**PROBLEM REQUIREMENTS:** Scan the records for lines with the word "https", and copy every such line.

Dataset entries
=== Section Start ===
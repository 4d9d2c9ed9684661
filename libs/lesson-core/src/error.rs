//! Error types for lesson-core.

use thiserror::Error;

use crate::types::ExerciseKind;

/// Result type alias using LessonError.
pub type Result<T> = std::result::Result<T, LessonError>;

/// Errors that can occur while loading a lesson definition.
///
/// All of these are fatal: a lesson that fails validation never starts a session.
#[derive(Debug, Error)]
pub enum LessonError {
    #[error("invalid lesson JSON: {0}")]
    Json(#[from] serde_json::Error),

    #[error("lesson {lesson} has no exercises")]
    NoExercises { lesson: i64 },

    #[error("exercise {exercise} is missing required field `{field}`")]
    MissingField { exercise: i64, field: &'static str },

    #[error("exercise {exercise} has unknown type `{value}`")]
    UnknownExerciseType { exercise: i64, value: String },

    #[error("duplicate exercise ID {exercise}")]
    DuplicateExercise { exercise: i64 },

    #[error("exercise {exercise} needs at least {min} images, found {found}")]
    TooFewImages { exercise: i64, min: usize, found: usize },

    #[error("exercise {exercise} must mark exactly one image as correct, found {found}")]
    CorrectImageCount { exercise: i64, found: usize },

    #[error("exercise {exercise} needs at least {min} matching pairs, found {found}")]
    TooFewPairs { exercise: i64, min: usize, found: usize },

    #[error("exercise {exercise} repeats matching entry `{value}`")]
    DuplicatePairEntry { exercise: i64, value: String },
}

/// Operations rejected by the exercise player.
///
/// These never end the session; the caller reports them and waits for the next input.
#[derive(Debug, Clone, PartialEq, Eq, Error)]
pub enum PlayerError {
    #[error("the lesson is not accepting input right now")]
    NotAcceptingInput,

    #[error("operation needs a {expected} exercise, current exercise is {actual}")]
    WrongExerciseKind {
        expected: &'static str,
        actual: ExerciseKind,
    },

    #[error("a recording is already in progress")]
    RecordingInProgress,

    #[error("image option {index} does not exist ({count} options)")]
    NoSuchOption { index: usize, count: usize },

    #[error("`{0}` is not part of this exercise or is already matched")]
    NotSelectable(String),

    #[error("the lesson is not waiting for completion")]
    NotCompleting,

    #[error("the lesson is closed")]
    Closed,
}
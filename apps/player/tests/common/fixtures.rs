//! Lesson payloads used across tests.

use lesson_core::Lesson;
use serde_json::{json, Value};

/// Lesson payload in the API's shape.
pub fn lesson_json(id: i64, exercises: Vec<Value>) -> Value {
    json!({
        "id": id,
        "title": "Animals",
        "unit": {
            "language": {
                "id": 2,
                "name": "Spanish",
                "code": "es",
                "speech_recognition_code": "es-ES"
            }
        },
        "exercises": exercises
    })
}

pub fn lesson(id: i64, exercises: Vec<Value>) -> Lesson {
    lesson_core::parse(&lesson_json(id, exercises).to_string())
        .expect("fixture lesson should parse")
}

pub fn word(id: i64, order: i64, word: &str, translation: &str) -> Value {
    json!({
        "id": id,
        "exercise_type": "word_with_audio",
        "order": order,
        "word": word,
        "translation": translation,
        "audio_url": format!("https://cdn.example/audio/{}.mp3", word)
    })
}

pub fn pronunciation(id: i64, order: i64, word: &str, translation: &str) -> Value {
    json!({
        "id": id,
        "exercise_type": "pronunciation",
        "order": order,
        "word": word,
        "translation": translation
    })
}

/// Image exercise whose second option is the right one.
pub fn images(id: i64, order: i64, word: &str, translation: &str) -> Value {
    json!({
        "id": id,
        "exercise_type": "image_selection",
        "order": order,
        "word": word,
        "translation": translation,
        "images": [
            {"url": "https://cdn.example/img/cat.png", "is_correct": false},
            {"url": format!("https://cdn.example/img/{}.png", translation), "is_correct": true},
            {"url": "https://cdn.example/img/fish.png", "is_correct": false}
        ]
    })
}

pub fn matching(id: i64, order: i64, pairs: &[(&str, &str)]) -> Value {
    let options: Vec<Value> = pairs
        .iter()
        .map(|(w, t)| json!({"word": w, "translation": t}))
        .collect();
    json!({
        "id": id,
        "exercise_type": "matching",
        "order": order,
        "word": "Match the pairs",
        "options": options
    })
}

/// The two-exercise lesson from the product walkthrough: "casa" then "perro".
pub fn casa_perro() -> Lesson {
    lesson(
        7,
        vec![
            word(1, 1, "casa", "house"),
            pronunciation(2, 2, "perro", "dog"),
        ],
    )
}
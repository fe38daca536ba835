// SPDX-License-Identifier: BUSL-1.1
// Copyright (c) 2026 Alfred Jean LLC

//! HTTP/JSON bodies and routes shared by the bundled transports.
//!
//! Wire format: one JSON document per HTTP body or WebSocket text frame.
//! Field names are camelCase; timestamps are epoch milliseconds.

// Allow panic!/unwrap/expect in test code
#![cfg_attr(test, allow(clippy::panic))]
#![cfg_attr(test, allow(clippy::unwrap_used))]
#![cfg_attr(test, allow(clippy::expect_used))]

mod query;
mod request;
mod response;
pub mod route;
mod wire;

pub use query::{LogQuery, DEFAULT_LOG_LIMIT};
pub use request::{DeleteManyRequest, InterveneRequest};
pub use response::{reason, AgentList, DeleteManyResponse, ErrorBody, LogPage};
pub use wire::{decode, decode_str, encode, encode_string, ProtocolError};
// SPDX-License-Identifier: BUSL-1.1
// Copyright (c) 2026 Alfred Jean LLC

//! Sync tuning knobs.

use serde::{Deserialize, Serialize};
use std::time::Duration;
use thiserror::Error;

/// Errors loading or validating configuration
#[derive(Debug, Clone, PartialEq, Eq, Error)]
pub enum ConfigError {
    #[error("{0} must be greater than zero")]
    Zero(&'static str),

    #[error("failed to read {path}: {message}")]
    Read { path: String, message: String },

    #[error("failed to parse {path}: {message}")]
    Parse { path: String, message: String },
}

/// How subscriptions poll, reconnect, and retain logs
#[derive(Debug, Clone, PartialEq, Eq, Serialize, Deserialize)]
#[serde(default)]
pub struct SyncConfig {
    /// Safety-net poll period while subscribed
    pub poll_interval_ms: u64,
    /// Delay before re-opening a dropped push stream
    pub push_retry_ms: u64,
    /// Consecutive failed polls before an agent is flagged stale
    pub stale_after_failures: u32,
    /// Retained log entries per agent (0 = unbounded)
    pub log_capacity: usize,
}

impl Default for SyncConfig {
    fn default() -> Self {
        Self {
            poll_interval_ms: 5_000,
            push_retry_ms: 2_000,
            stale_after_failures: 3,
            log_capacity: 5_000,
        }
    }
}

impl SyncConfig {
    pub fn poll_interval(&self) -> Duration {
        Duration::from_millis(self.poll_interval_ms)
    }

    pub fn push_retry(&self) -> Duration {
        Duration::from_millis(self.push_retry_ms)
    }

    pub fn validate(&self) -> Result<(), ConfigError> {
        if self.poll_interval_ms == 0 {
            return Err(ConfigError::Zero("poll_interval_ms"));
        }
        if self.push_retry_ms == 0 {
            return Err(ConfigError::Zero("push_retry_ms"));
        }
        if self.stale_after_failures == 0 {
            return Err(ConfigError::Zero("stale_after_failures"));
        }
        Ok(())
    }
}
// SPDX-License-Identifier: BUSL-1.1
// Copyright (c) 2026 Alfred Jean LLC

mod config;
mod errors;
mod help;
// SPDX-License-Identifier: BUSL-1.1
// Copyright (c) 2026 Alfred Jean LLC

//! Read-side commands: list, show, watch, logs.

use anyhow::Result;
use deck_core::{AgentId, AgentRecord, AgentStatus, Clock, LogEntry, SystemClock};
use deck_wire::LogQuery;

use crate::client::{resolve, Client};
use crate::exit_error::{codes, ExitError};
use crate::output::{
    print_json, render_list, render_log_line, render_show, render_watch_line, OutputFormat,
};

pub(super) async fn list(
    client: &Client,
    status: Option<AgentStatus>,
    format: OutputFormat,
) -> Result<()> {
    client.load_agents().await?;
    let agents = match status {
        Some(status) => client.agents_with_status(status),
        None => client.agents(),
    };
    match format {
        OutputFormat::Json => print_json(&agents)?,
        OutputFormat::Text => print!("{}", render_list(&agents, SystemClock.epoch_ms())),
    }
    Ok(())
}

pub(super) async fn show(client: &Client, id: &str, format: OutputFormat) -> Result<()> {
    let id = resolve(client, id).await?;
    let Some(record) = client.agent(&id) else {
        return Err(ExitError::not_found(id.as_str()).into());
    };
    match format {
        OutputFormat::Json => print_json(&record)?,
        OutputFormat::Text => print!("{}", render_show(&record, SystemClock.epoch_ms())),
    }
    Ok(())
}

pub(super) async fn watch(client: &Client, id: &str, format: OutputFormat) -> Result<()> {
    let id = resolve(client, id).await?;
    follow(client, &id, format).await
}

/// Print a line per visible change until the agent finishes
pub(super) async fn follow(client: &Client, id: &AgentId, format: OutputFormat) -> Result<()> {
    let mut changes = client.changes();
    client.subscribe_to_agent(id)?;
    let mut last: Option<String> = None;
    loop {
        let record = tracked(client, id)?;
        let line = match format {
            OutputFormat::Json => serde_json::to_string(&record)?,
            OutputFormat::Text => {
                render_watch_line(&record, client.pending(id), client.sync_health(id))
            }
        };
        if last.as_ref() != Some(&line) {
            println!("{line}");
            last = Some(line);
        }
        if record.is_terminal() {
            return Ok(());
        }
        tokio::select! {
            changed = changes.changed() => if changed.is_err() { return Ok(()) },
            _ = tokio::signal::ctrl_c() => return Err(interrupted(client, id)),
        }
    }
}

pub(super) async fn logs(
    client: &Client,
    id: &str,
    limit: usize,
    before: Option<u64>,
    follow: bool,
    format: OutputFormat,
) -> Result<()> {
    let id = resolve(client, id).await?;
    let query = match before {
        Some(ts) => LogQuery::before(limit, ts),
        None => LogQuery::latest(limit),
    };
    let page = client.fetch_logs(&id, query).await?;
    print_entries(&page, format)?;
    if !follow {
        return Ok(());
    }

    let mut changes = client.changes();
    let mut seen = tracked(client, &id)?.logs.total_len();
    client.subscribe_to_agent(&id)?;
    loop {
        let record = tracked(client, &id)?;
        let total = record.logs.total_len();
        if total > seen {
            let fresh = usize::try_from(total - seen).unwrap_or(usize::MAX);
            let skip = record.logs.len().saturating_sub(fresh);
            let entries: Vec<LogEntry> = record.logs.iter().skip(skip).cloned().collect();
            print_entries(&entries, format)?;
            seen = total;
        }
        if record.is_terminal() {
            return Ok(());
        }
        tokio::select! {
            changed = changes.changed() => if changed.is_err() { return Ok(()) },
            _ = tokio::signal::ctrl_c() => return Err(interrupted(client, &id)),
        }
    }
}

fn print_entries(entries: &[LogEntry], format: OutputFormat) -> Result<()> {
    for entry in entries {
        match format {
            OutputFormat::Json => println!("{}", serde_json::to_string(entry)?),
            OutputFormat::Text => println!("{}", render_log_line(entry)),
        }
    }
    Ok(())
}

fn tracked(client: &Client, id: &AgentId) -> Result<AgentRecord> {
    client.agent(id).ok_or_else(|| {
        ExitError::new(codes::REJECTED, format!("agent {id} is no longer tracked")).into()
    })
}

fn interrupted(client: &Client, id: &AgentId) -> anyhow::Error {
    client.unsubscribe_from_agent(id);
    ExitError::new(codes::INTERRUPTED, String::new()).into()
}
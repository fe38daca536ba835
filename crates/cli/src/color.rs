// SPDX-License-Identifier: BUSL-1.1
// Copyright (c) 2026 Alfred Jean LLC

use clap::builder::styling::{Ansi256Color, Color, Style, Styles};
use deck_core::AgentStatus;
use std::io::IsTerminal;

pub mod codes {
    /// Section headers: pastel cyan / steel blue
    pub const HEADER: u8 = 74;
    /// Commands and literals: light grey
    pub const LITERAL: u8 = 250;
    /// Descriptions and context: medium grey
    pub const CONTEXT: u8 = 245;
    /// Muted / secondary text: darker grey
    pub const MUTED: u8 = 240;
    /// Running agents: green
    pub const ACTIVE: u8 = 71;
    /// Paused or queued agents: amber
    pub const WAITING: u8 = 179;
    /// Failed agents: red
    pub const FAILED: u8 = 167;
}

/// Determine if color output should be enabled.
///
/// Priority: `NO_COLOR=1` disables → `COLOR=1` forces → TTY check.
pub fn should_colorize() -> bool {
    if std::env::var("NO_COLOR").is_ok_and(|v| v == "1") {
        return false;
    }
    if std::env::var("COLOR").is_ok_and(|v| v == "1") {
        return true;
    }
    std::io::stdout().is_terminal()
}

/// Build clap `Styles` using the project palette.
pub fn styles() -> Styles {
    if !should_colorize() {
        return Styles::plain();
    }
    Styles::styled()
        .header(Style::new().fg_color(Some(Color::Ansi256(Ansi256Color(codes::HEADER)))))
        .literal(Style::new().fg_color(Some(Color::Ansi256(Ansi256Color(codes::LITERAL)))))
        .placeholder(Style::new().fg_color(Some(Color::Ansi256(Ansi256Color(codes::CONTEXT)))))
}

fn fg256(code: u8) -> String {
    format!("\x1b[38;5;{code}m")
}

const RESET: &str = "\x1b[0m";

fn paint(code: u8, text: &str) -> String {
    if should_colorize() {
        format!("{}{}{}", fg256(code), text, RESET)
    } else {
        text.to_string()
    }
}

/// Format text with the header color (steel blue).
pub fn header(text: &str) -> String {
    paint(codes::HEADER, text)
}

/// Format text with the context color (medium grey).
pub fn context(text: &str) -> String {
    paint(codes::CONTEXT, text)
}

/// Format text with the muted color (darker grey).
pub fn muted(text: &str) -> String {
    paint(codes::MUTED, text)
}

/// Status name colored by lifecycle stage
pub fn status(status: AgentStatus) -> String {
    let code = match status {
        AgentStatus::Running => codes::ACTIVE,
        AgentStatus::Queued | AgentStatus::Paused => codes::WAITING,
        AgentStatus::Completed => codes::LITERAL,
        AgentStatus::Failed => codes::FAILED,
    };
    paint(code, &status.to_string())
}

#[cfg(test)]
#[path = "color_tests.rs"]
mod tests;
// SPDX-License-Identifier: BUSL-1.1
// Copyright (c) 2026 Alfred Jean LLC

use super::*;
use AgentStatus::*;

#[yare::parameterized(
    queued_to_running    = { Queued,  Running },
    queued_to_paused     = { Queued,  Paused },
    queued_to_failed     = { Queued,  Failed },
    running_to_paused    = { Running, Paused },
    running_to_completed = { Running, Completed },
    running_to_failed    = { Running, Failed },
    paused_to_running    = { Paused,  Running },
    paused_to_failed     = { Paused,  Failed },
)]
fn forward_transitions_allowed(from: AgentStatus, to: AgentStatus) {
    assert!(from.can_transition_to(to), "{from} -> {to} should be allowed");
}

#[yare::parameterized(
    running_to_queued   = { Running,   Queued },
    paused_to_queued    = { Paused,    Queued },
    paused_to_completed = { Paused,    Completed },
    completed_to_running = { Completed, Running },
    completed_to_failed = { Completed, Failed },
    failed_to_running   = { Failed,    Running },
    failed_to_queued    = { Failed,    Queued },
    same_status         = { Running,   Running },
)]
fn backward_or_terminal_transitions_rejected(from: AgentStatus, to: AgentStatus) {
    assert!(!from.can_transition_to(to), "{from} -> {to} should be rejected");
}

#[yare::parameterized(
    paused_to_completed = { Paused,    Completed, true },
    queued_to_completed = { Queued,    Completed, true },
    running_to_paused   = { Running,   Paused,    true },
    running_to_queued   = { Running,   Queued,    false },
    same_status         = { Paused,    Paused,    false },
    completed_to_failed = { Completed, Failed,    false },
)]
fn reachability_allows_skipped_states(from: AgentStatus, to: AgentStatus, reachable: bool) {
    assert_eq!(from.can_reach(to), reachable, "{from} ->* {to}");
}

#[test]
fn every_direct_transition_is_reachable() {
    for from in AgentStatus::ALL {
        for to in AgentStatus::ALL {
            if from.can_transition_to(to) {
                assert!(from.can_reach(to), "{from} -> {to}");
            }
        }
    }
}

#[test]
fn terminal_statuses_are_absorbing() {
    for from in [Completed, Failed] {
        assert!(from.is_terminal());
        for to in AgentStatus::ALL {
            assert!(!from.can_transition_to(to));
        }
    }
}

#[yare::parameterized(
    pause_running      = { Running,   Action::Pause,     true },
    pause_paused       = { Paused,    Action::Pause,     false },
    pause_completed    = { Completed, Action::Pause,     false },
    resume_paused      = { Paused,    Action::Resume,    true },
    resume_running     = { Running,   Action::Resume,    false },
    cancel_queued      = { Queued,    Action::Cancel,    true },
    cancel_paused      = { Paused,    Action::Cancel,    true },
    cancel_failed      = { Failed,    Action::Cancel,    false },
    delete_completed   = { Completed, Action::Delete,    true },
    delete_failed      = { Failed,    Action::Delete,    true },
    delete_running     = { Running,   Action::Delete,    false },
    intervene_running  = { Running,   Action::Intervene, true },
    intervene_queued   = { Queued,    Action::Intervene, false },
)]
fn command_permissions(status: AgentStatus, action: Action, allowed: bool) {
    assert_eq!(status.permits(action), allowed);
}

#[test]
fn status_parses_from_display() {
    for status in AgentStatus::ALL {
        assert_eq!(status.to_string().parse::<AgentStatus>().unwrap(), status);
    }
    assert_eq!(" Done ".parse::<AgentStatus>().unwrap(), Completed);
    assert_eq!("bogus".parse::<AgentStatus>(), Err(UnknownStatus("bogus".to_string())));
}

#[test]
fn status_serializes_snake_case() {
    assert_eq!(serde_json::to_string(&Running).unwrap(), "\"running\"");
    assert_eq!(serde_json::to_string(&Action::Intervene).unwrap(), "\"intervene\"");
}
// SPDX-License-Identifier: BUSL-1.1
// Copyright (c) 2026 Alfred Jean LLC

//! Query parameters for paged log reads.

use serde::{Deserialize, Serialize};

/// Page size used when a caller does not pick one
pub const DEFAULT_LOG_LIMIT: usize = 200;

/// One page of log history
#[derive(Debug, Clone, Copy, PartialEq, Eq, Serialize, Deserialize)]
pub struct LogQuery {
    /// Maximum number of entries to return
    pub limit: usize,
    /// Only entries strictly older than this timestamp (epoch ms).
    /// `None` asks for the newest page.
    #[serde(default, skip_serializing_if = "Option::is_none")]
    pub before: Option<u64>,
}

impl Default for LogQuery {
    fn default() -> Self {
        Self { limit: DEFAULT_LOG_LIMIT, before: None }
    }
}

impl LogQuery {
    pub fn latest(limit: usize) -> Self {
        Self { limit, before: None }
    }

    pub fn before(limit: usize, before: u64) -> Self {
        Self { limit, before: Some(before) }
    }

    /// Whether this page reaches the live end of the stream
    pub fn is_latest(&self) -> bool {
        self.before.is_none()
    }

    /// `limit=50&before=1700000000000`
    pub fn to_query_string(&self) -> String {
        match self.before {
            Some(before) => format!("limit={}&before={}", self.limit, before),
            None => format!("limit={}", self.limit),
        }
    }

    /// Parse a query string produced by [`LogQuery::to_query_string`].
    ///
    /// Unknown keys are ignored; a missing `limit` falls back to the default.
    pub fn from_query_string(query: &str) -> Option<Self> {
        let mut parsed = Self::default();
        for pair in query.split('&').filter(|p| !p.is_empty()) {
            let (key, value) = pair.split_once('=')?;
            match key {
                "limit" => parsed.limit = value.parse().ok()?,
                "before" => parsed.before = Some(value.parse().ok()?),
                _ => {}
            }
        }
        Some(parsed)
    }
}
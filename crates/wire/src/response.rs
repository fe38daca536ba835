// SPDX-License-Identifier: BUSL-1.1
// Copyright (c) 2026 Alfred Jean LLC

//! Response bodies returned by the agent backend.
//!
//! Single-agent responses (launch, poll, command acknowledgements) are bare
//! [`deck_core::AgentUpdate`] snapshots; stats are [`deck_core::AgentStats`].

use deck_core::{AgentId, AgentUpdate, LogEntry};
use serde::{Deserialize, Serialize};

/// Machine-readable rejection reasons understood by the client
pub mod reason {
    pub const INVALID_TRANSITION: &str = "invalid_transition";
    pub const LAUNCH_REJECTED: &str = "launch_rejected";
    pub const INVALID_PROJECT: &str = "invalid_project";
    pub const VALIDATION: &str = "validation";
    pub const NOT_FOUND: &str = "not_found";
    pub const EMPTY_MESSAGE: &str = "empty_message";
}

/// Body of every non-2xx response
#[derive(Debug, Clone, PartialEq, Eq, Serialize, Deserialize)]
pub struct ErrorBody {
    pub reason: String,
    #[serde(default)]
    pub message: String,
}

impl ErrorBody {
    pub fn new(reason: impl Into<String>, message: impl Into<String>) -> Self {
        Self { reason: reason.into(), message: message.into() }
    }

    /// Parse an error body, tolerating servers that send plain text
    pub fn parse(body: &str) -> Option<Self> {
        serde_json::from_str(body).ok()
    }
}

/// `GET /api/agents`
#[derive(Debug, Clone, Default, PartialEq, Eq, Serialize, Deserialize)]
pub struct AgentList {
    pub agents: Vec<AgentUpdate>,
}

/// `GET /api/agents/{id}/logs`
#[derive(Debug, Clone, Default, PartialEq, Eq, Serialize, Deserialize)]
pub struct LogPage {
    /// Chronological order
    pub logs: Vec<LogEntry>,
}

/// `POST /api/agents/delete`
#[derive(Debug, Clone, Default, PartialEq, Eq, Serialize, Deserialize)]
pub struct DeleteManyResponse {
    pub deleted: Vec<AgentId>,
}
// SPDX-License-Identifier: BUSL-1.1
// Copyright (c) 2026 Alfred Jean LLC

// Allow panic!/unwrap/expect in test code
#![cfg_attr(test, allow(clippy::panic))]
#![cfg_attr(test, allow(clippy::unwrap_used))]
#![cfg_attr(test, allow(clippy::expect_used))]

//! deck-storage: the in-memory registry of tracked agents

mod registry;
mod stats;

pub use registry::{Registry, RegistryChange, StatusCounts};
// SPDX-License-Identifier: BUSL-1.1
// Copyright (c) 2026 Alfred Jean LLC

//! HTTP client for the agent backend's JSON API.
//!
//! Routes are joined onto the endpoint's base URL, path included, so a
//! backend mounted under `/v1` is reached at `/v1/api/agents`. Every request
//! carries the bearer token when one is configured and is bounded by a
//! single timeout covering connect, send and body read.

use crate::transport::{CommandTransport, PollTransport, StatsTransport, TransportError};
use async_trait::async_trait;
use deck_core::{Action, AgentId, AgentStats, AgentUpdate, LaunchConfig, LogEntry};
use deck_wire::{
    decode, reason, route, AgentList, DeleteManyRequest, ErrorBody, InterveneRequest, LogPage,
    LogQuery,
};
use reqwest::{Client, RequestBuilder, Url};
use serde::Serialize;
use std::time::Duration;

const DEFAULT_TIMEOUT: Duration = Duration::from_secs(5);

/// Request/response transport over the backend's HTTP API
#[derive(Debug, Clone)]
pub struct HttpBackend {
    http: Client,
    base: Url,
    token: Option<String>,
    timeout: Duration,
}

impl HttpBackend {
    /// Accepts `http(s)://host[:port][/base]` or a bare `host:port`.
    pub fn from_endpoint(endpoint: &str) -> Result<Self, TransportError> {
        let base = parse_endpoint(endpoint)?;
        let http = Client::builder()
            .build()
            .map_err(|e| TransportError::Connection(format!("http client init failed: {e}")))?;
        Ok(Self { http, base, token: None, timeout: DEFAULT_TIMEOUT })
    }

    pub fn with_token(mut self, token: Option<String>) -> Self {
        self.token = token;
        self
    }

    /// Bound on connect + send + read of a single request
    pub fn with_timeout(mut self, timeout: Duration) -> Self {
        self.timeout = timeout;
        self
    }

    /// Base URL without a trailing slash
    pub fn base_url(&self) -> &str {
        self.base.as_str().trim_end_matches('/')
    }

    /// The same base with the scheme switched to `ws`/`wss`
    pub fn push_url(&self) -> String {
        let base = self.base_url();
        match base.strip_prefix("https://") {
            Some(rest) => format!("wss://{rest}"),
            None => format!("ws://{}", base.strip_prefix("http://").unwrap_or(base)),
        }
    }

    fn url(&self, path: &str) -> String {
        format!("{}{path}", self.base_url())
    }

    fn request(&self, builder: RequestBuilder) -> RequestBuilder {
        let builder = builder.timeout(self.timeout);
        match &self.token {
            Some(token) => builder.bearer_auth(token),
            None => builder,
        }
    }

    async fn get(&self, path: &str) -> Result<Vec<u8>, TransportError> {
        self.send(path, self.request(self.http.get(self.url(path)))).await
    }

    async fn post<T: Serialize + ?Sized>(
        &self,
        path: &str,
        body: Option<&T>,
    ) -> Result<Vec<u8>, TransportError> {
        let builder = self.request(self.http.post(self.url(path)));
        let builder = match body {
            Some(body) => builder.json(body),
            None => builder,
        };
        self.send(path, builder).await
    }

    async fn send(&self, path: &str, builder: RequestBuilder) -> Result<Vec<u8>, TransportError> {
        tracing::debug!(base = self.base_url(), path, "http request");
        let response = builder.send().await.map_err(request_error)?;
        let status = response.status().as_u16();
        let body = response.bytes().await.map_err(request_error)?;
        if status >= 400 {
            let err = status_error(status, &String::from_utf8_lossy(&body));
            tracing::debug!(path, status, error = %err, "http request failed");
            return Err(err);
        }
        Ok(body.to_vec())
    }
}

fn parse_endpoint(endpoint: &str) -> Result<Url, TransportError> {
    let with_scheme = if endpoint.contains("://") {
        endpoint.to_string()
    } else {
        format!("http://{endpoint}")
    };
    let url = Url::parse(&with_scheme)
        .map_err(|e| TransportError::Connection(format!("bad endpoint {endpoint}: {e}")))?;
    if !matches!(url.scheme(), "http" | "https") {
        return Err(TransportError::Connection(format!(
            "unsupported scheme {}: {endpoint}",
            url.scheme()
        )));
    }
    if url.host_str().map_or(true, str::is_empty) {
        return Err(TransportError::Connection("endpoint has no host".into()));
    }
    if url.query().is_some() {
        return Err(TransportError::Connection(format!("endpoint has a query: {endpoint}")));
    }
    Ok(url)
}

fn request_error(e: reqwest::Error) -> TransportError {
    if e.is_timeout() {
        TransportError::Timeout
    } else if e.is_builder() || e.is_decode() {
        TransportError::Protocol(e.to_string())
    } else {
        TransportError::Connection(e.to_string())
    }
}

/// Map a non-2xx response onto the transport error taxonomy.
///
/// 4xx means the backend refused the request; 5xx leaves the outcome unknown.
pub(crate) fn status_error(status: u16, body: &str) -> TransportError {
    match (status, ErrorBody::parse(body)) {
        (_, Some(err)) if err.reason == reason::NOT_FOUND => TransportError::NotFound(err.message),
        (404, _) => TransportError::NotFound(body.trim().to_string()),
        (400..=499, Some(err)) => {
            TransportError::Rejected { reason: err.reason, message: err.message }
        }
        (400..=499, None) => TransportError::rejected(format!("http_{status}"), body.trim()),
        _ => TransportError::Protocol(format!("HTTP {status}: {}", body.trim())),
    }
}

#[async_trait]
impl CommandTransport for HttpBackend {
    async fn launch(&self, config: &LaunchConfig) -> Result<AgentUpdate, TransportError> {
        let body = self.post(route::AGENTS, Some(config)).await?;
        Ok(decode(&body)?)
    }

    async fn act(
        &self,
        id: &AgentId,
        action: Action,
    ) -> Result<Option<AgentUpdate>, TransportError> {
        let body = self.post::<()>(&route::action(id, action), None).await?;
        if body.iter().all(u8::is_ascii_whitespace) {
            return Ok(None);
        }
        Ok(Some(decode(&body)?))
    }

    async fn intervene(&self, id: &AgentId, message: &str) -> Result<(), TransportError> {
        let request = InterveneRequest { message: message.to_string() };
        self.post(&route::action(id, Action::Intervene), Some(&request)).await?;
        Ok(())
    }

    async fn delete_many(&self, ids: &[AgentId]) -> Result<(), TransportError> {
        let request = DeleteManyRequest { ids: ids.to_vec() };
        self.post(route::DELETE_MANY, Some(&request)).await?;
        Ok(())
    }

    async fn list_agents(&self) -> Result<Vec<AgentUpdate>, TransportError> {
        let list: AgentList = decode(&self.get(route::AGENTS).await?)?;
        Ok(list.agents)
    }
}

#[async_trait]
impl PollTransport for HttpBackend {
    async fn fetch_agent(&self, id: &AgentId) -> Result<AgentUpdate, TransportError> {
        Ok(decode(&self.get(&route::agent(id)).await?)?)
    }

    async fn fetch_logs(
        &self,
        id: &AgentId,
        query: LogQuery,
    ) -> Result<Vec<LogEntry>, TransportError> {
        let page: LogPage = decode(&self.get(&route::logs(id, &query)).await?)?;
        Ok(page.logs)
    }
}

#[async_trait]
impl StatsTransport for HttpBackend {
    async fn fetch_stats(&self, window_days: u32) -> Result<AgentStats, TransportError> {
        Ok(decode(&self.get(&route::stats(window_days)).await?)?)
    }
}

#[cfg(test)]
#[path = "http_tests.rs"]
mod tests;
=== Section End ===
**RESPONSE:**
        "audio_url": format!("https://cdn.example/audio/{}.mp3", word)
            {"url": "https://cdn.example/img/cat.png", "is_correct": false},
            {"url": format!("https://cdn.example/img/{}.png", translation), "is_correct": true},
            {"url": "https://cdn.example/img/fish.png", "is_correct": false}
        match base.strip_prefix("https://") {
    if !matches!(url.scheme(), "http" | "https") {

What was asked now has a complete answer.